┏━━

//! Status command handler

use anyhow::Result;

use tally_core::{Config, HabitSource};

use crate::commands::habit::LocalStore;
use crate::output::{Output, OutputFormat};

/// Show where habits live and how many there are
pub fn show(store: &LocalStore, config: &Config, output: &Output) -> Result<()> {
    let state = store.snapshot();

    match output.format {
        OutputFormat::Json => {
            println!(
                "{}",
                serde_json::json!({
                    "habits_file": store.source().describe(),
                    "source_url": config.source_url,
                    "goal_days": config.goal_days,
                    "habits": state.habits.len(),
                    "is_loading": state.is_loading,
                    "error": state.error,
                })
            );
        }
        OutputFormat::Quiet => {
            println!("{}", state.habits.len());
        }
        OutputFormat::Human => {
            println!("Tally Status");
            println!("============");
            println!();
            println!("Storage:");
            println!("  Habits file: {}", store.source().describe());
            println!(
                "  Remote:      {}",
                config.source_url.as_deref().unwrap_or("(not set)")
            );
            println!();
            println!("Contents:");
            println!("  Habits:    {}", state.habits.len());
            println!("  Goal days: {}", config.goal_days);
            if let Some(ref err) = state.error {
                println!();
                println!("Last load failed: {}", err);
            }
        }
    }

    Ok(())
}
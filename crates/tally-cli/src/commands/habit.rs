//! Habit command handlers

use anyhow::{bail, Context, Result};
use chrono::NaiveDate;
use uuid::Uuid;

use tally_core::{Config, Frequency, Habit, HabitStore, JsonFileSource};

use crate::output::{short_id, HabitRow, Output};
use crate::prompt::confirm;

pub type LocalStore = HabitStore<JsonFileSource>;

/// Open the local habits file and load it into a store
pub async fn open_store(config: &Config) -> Result<LocalStore> {
    config.ensure_data_dir()?;
    let store = HabitStore::new(JsonFileSource::new(config.habits_path()));
    store.load().await.context("Failed to load habits")?;
    Ok(store)
}

/// Write the store's habits back to the local file
async fn persist(store: &LocalStore) -> Result<()> {
    store
        .source()
        .save(&store.habits())
        .await
        .context("Failed to save habits")
}

/// Create a new habit
pub async fn add(
    store: &LocalStore,
    name: String,
    frequency: Frequency,
    config: &Config,
    today: NaiveDate,
    output: &Output,
) -> Result<()> {
    let habit = store.add(&name, frequency)?;
    persist(store).await?;

    output.success(&format!("Added habit: {}", habit.name));
    output.print_habit(&HabitRow::new(&habit, today, config.goal_days));
    Ok(())
}

/// List all habits with their status for `date`
pub fn list(store: &LocalStore, config: &Config, date: NaiveDate, output: &Output) -> Result<()> {
    let habits = store.habits();
    let rows: Vec<_> = habits
        .iter()
        .map(|h| HabitRow::new(h, date, config.goal_days))
        .collect();

    output.print_habits(&rows);
    Ok(())
}

/// Show a single habit
pub fn show(
    store: &LocalStore,
    id: String,
    config: &Config,
    date: NaiveDate,
    output: &Output,
) -> Result<()> {
    let uuid = parse_habit_id(&id, &store.habits())?;
    let habit = store
        .get(uuid)
        .ok_or_else(|| anyhow::anyhow!("Habit not found: {}", id))?;

    output.print_habit(&HabitRow::new(&habit, date, config.goal_days));
    Ok(())
}

/// Mark or unmark a habit as done on `date`
pub async fn toggle(
    store: &LocalStore,
    id: String,
    config: &Config,
    date: NaiveDate,
    output: &Output,
) -> Result<()> {
    let uuid = parse_habit_id(&id, &store.habits())?;
    let completed = store.toggle_completion(uuid, date)?;
    persist(store).await?;

    let habit = store
        .get(uuid)
        .ok_or_else(|| anyhow::anyhow!("Habit not found: {}", id))?;
    let verb = if completed { "Completed" } else { "Unmarked" };
    output.success(&format!("{} {} for {}", verb, habit.name, date));
    output.print_habit(&HabitRow::new(&habit, date, config.goal_days));
    Ok(())
}

/// Delete a habit
pub async fn remove(store: &LocalStore, id: String, yes: bool, output: &Output) -> Result<()> {
    let uuid = parse_habit_id(&id, &store.habits())?;

    let Some(habit) = store.get(uuid) else {
        output.message(&format!("No habit with id {} (already removed)", uuid));
        return Ok(());
    };

    // Confirm deletion
    if !yes && output.should_prompt() {
        println!("Delete habit: {} - {}", short_id(&habit.id), habit.name);
        if !confirm("Are you sure?")? {
            println!("Cancelled.");
            return Ok(());
        }
    }

    store.remove(uuid);
    persist(store).await?;

    output.success(&format!("Deleted habit: {}", habit.name));
    Ok(())
}

/// Parse a habit ID (supports full UUID or prefix)
///
/// A full UUID is returned as-is even if no habit has it, so removing an
/// already-removed habit stays a no-op.
pub fn parse_habit_id(id: &str, habits: &[Habit]) -> Result<Uuid> {
    // Try full UUID first
    if let Ok(uuid) = Uuid::parse_str(id) {
        return Ok(uuid);
    }

    // Try prefix match
    let prefix = id.to_lowercase();
    let matches: Vec<_> = habits
        .iter()
        .filter(|h| h.id.to_string().starts_with(&prefix))
        .collect();

    match matches.len() {
        0 => bail!("No habit found matching: {}", id),
        1 => Ok(matches[0].id),
        _ => {
            eprintln!("Multiple habits match '{}':", id);
            for habit in &matches {
                eprintln!("  {} - {}", habit.id, habit.name);
            }
            bail!("Ambiguous ID. Please provide more characters.");
        }
    }
}
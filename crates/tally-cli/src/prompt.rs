//! Interactive confirmation

use std::io::{self, IsTerminal, Write};

use anyhow::Result;

/// Prompt for confirmation
///
/// Returns true if user confirms, false otherwise.
/// In non-interactive mode (no TTY), returns false.
pub fn confirm(prompt: &str) -> Result<bool> {
    if !io::stdin().is_terminal() {
        return Ok(false);
    }

    print!("{} [y/N] ", prompt);
    io::stdout().flush()?;

    let mut input = String::new();
    io::stdin().read_line(&mut input)?;

    Ok(is_yes(&input))
}

fn is_yes(input: &str) -> bool {
    let input = input.trim().to_lowercase();
    input == "y" || input == "yes"
}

┗━━

All of the records must be repeated exactly.

• EXERCISE OUTPUT:
//! Status command handler

use anyhow::Result;

use tally_core::{Config, HabitSource};

use crate::commands::habit::LocalStore;
use crate::output::{Output, OutputFormat};

/// Show where habits live and how many there are
pub fn show(store: &LocalStore, config: &Config, output: &Output) -> Result<()> {
    let state = store.snapshot();

    match output.format {
        OutputFormat::Json => {
            println!(
                "{}",
                serde_json::json!({
                    "habits_file": store.source().describe(),
                    "source_url": config.source_url,
                    "goal_days": config.goal_days,
                    "habits": state.habits.len(),
                    "is_loading": state.is_loading,
                    "error": state.error,
                })
            );
        }
        OutputFormat::Quiet => {
            println!("{}", state.habits.len());
        }
        OutputFormat::Human => {
            println!("Tally Status");
            println!("============");
            println!();
            println!("Storage:");
            println!("  Habits file: {}", store.source().describe());
            println!(
                "  Remote:      {}",
                config.source_url.as_deref().unwrap_or("(not set)")
            );
            println!();
            println!("Contents:");
            println!("  Habits:    {}", state.habits.len());
            println!("  Goal days: {}", config.goal_days);
            if let Some(ref err) = state.error {
                println!();
                println!("Last load failed: {}", err);
            }
        }
    }

    Ok(())
}
filename crates/tally-cli/src/commands/habit.rs
//! Habit command handlers

use anyhow::{bail, Context, Result};
use chrono::NaiveDate;
use uuid::Uuid;

use tally_core::{Config, Frequency, Habit, HabitStore, JsonFileSource};

use crate::output::{short_id, HabitRow, Output};
use crate::prompt::confirm;

pub type LocalStore = HabitStore<JsonFileSource>;

/// Open the local habits file and load it into a store
pub async fn open_store(config: &Config) -> Result<LocalStore> {
    config.ensure_data_dir()?;
    let store = HabitStore::new(JsonFileSource::new(config.habits_path()));
    store.load().await.context("Failed to load habits")?;
    Ok(store)
}

/// Write the store's habits back to the local file
async fn persist(store: &LocalStore) -> Result<()> {
    store
        .source()
        .save(&store.habits())
        .await
        .context("Failed to save habits")
}

/// Create a new habit
pub async fn add(
    store: &LocalStore,
    name: String,
    frequency: Frequency,
    config: &Config,
    today: NaiveDate,
    output: &Output,
) -> Result<()> {
    let habit = store.add(&name, frequency)?;
    persist(store).await?;

    output.success(&format!("Added habit: {}", habit.name));
    output.print_habit(&HabitRow::new(&habit, today, config.goal_days));
    Ok(())
}

/// List all habits with their status for `date`
pub fn list(store: &LocalStore, config: &Config, date: NaiveDate, output: &Output) -> Result<()> {
    let habits = store.habits();
    let rows: Vec<_> = habits
        .iter()
        .map(|h| HabitRow::new(h, date, config.goal_days))
        .collect();

    output.print_habits(&rows);
    Ok(())
}

/// Show a single habit
pub fn show(
    store: &LocalStore,
    id: String,
    config: &Config,
    date: NaiveDate,
    output: &Output,
) -> Result<()> {
    let uuid = parse_habit_id(&id, &store.habits())?;
    let habit = store
        .get(uuid)
        .ok_or_else(|| anyhow::anyhow!("Habit not found: {}", id))?;

    output.print_habit(&HabitRow::new(&habit, date, config.goal_days));
    Ok(())
}

/// Mark or unmark a habit as done on `date`
pub async fn toggle(
    store: &LocalStore,
    id: String,
    config: &Config,
    date: NaiveDate,
    output: &Output,
) -> Result<()> {
    let uuid = parse_habit_id(&id, &store.habits())?;
    let completed = store.toggle_completion(uuid, date)?;
    persist(store).await?;

    let habit = store
        .get(uuid)
        .ok_or_else(|| anyhow::anyhow!("Habit not found: {}", id))?;
    let verb = if completed { "Completed" } else { "Unmarked" };
    output.success(&format!("{} {} for {}", verb, habit.name, date));
    output.print_habit(&HabitRow::new(&habit, date, config.goal_days));
    Ok(())
}

/// Delete a habit
pub async fn remove(store: &LocalStore, id: String, yes: bool, output: &Output) -> Result<()> {
    let uuid = parse_habit_id(&id, &store.habits())?;

    let Some(habit) = store.get(uuid) else {
        output.message(&format!("No habit with id {} (already removed)", uuid));
        return Ok(());
    };

    // Confirm deletion
    if !yes && output.should_prompt() {
        println!("Delete habit: {} - {}", short_id(&habit.id), habit.name);
        if !confirm("Are you sure?")? {
            println!("Cancelled.");
            return Ok(());
        }
    }

    store.remove(uuid);
    persist(store).await?;

    output.success(&format!("Deleted habit: {}", habit.name));
    Ok(())
}

/// Parse a habit ID (supports full UUID or prefix)
///
/// A full UUID is returned as-is even if no habit has it, so removing an
/// already-removed habit stays a no-op.
pub fn parse_habit_id(id: &str, habits: &[Habit]) -> Result<Uuid> {
    // Try full UUID first
    if let Ok(uuid) = Uuid::parse_str(id) {
        return Ok(uuid);
    }

    // Try prefix match
    let prefix = id.to_lowercase();
    let matches: Vec<_> = habits
        .iter()
        .filter(|h| h.id.to_string().starts_with(&prefix))
        .collect();

    match matches.len() {
        0 => bail!("No habit found matching: {}", id),
        1 => Ok(matches[0].id),
        _ => {
            eprintln!("Multiple habits match '{}':", id);
            for habit in &matches {
                eprintln!("  {} - {}", habit.id, habit.name);
            }
            bail!("Ambiguous ID. Please provide more characters.");
        }
    }
}
filename crates/tally-cli/src/prompt.rs
//! Interactive confirmation

use std::io::{self, IsTerminal, Write};

use anyhow::Result;

/// Prompt for confirmation
///
/// Returns true if user confirms, false otherwise.
/// In non-interactive mode (no TTY), returns false.
pub fn confirm(prompt: &str) -> Result<bool> {
    if !io::stdin().is_terminal() {
        return Ok(false);
    }

    print!("{} [y/N] ", prompt);
    io::stdout().flush()?;

    let mut input = String::new();
    io::stdin().read_line(&mut input)?;

    Ok(is_yes(&input))
}

fn is_yes(input: &str) -> bool {
    let input = input.trim().to_lowercase();
    input == "y" || input == "yes"
}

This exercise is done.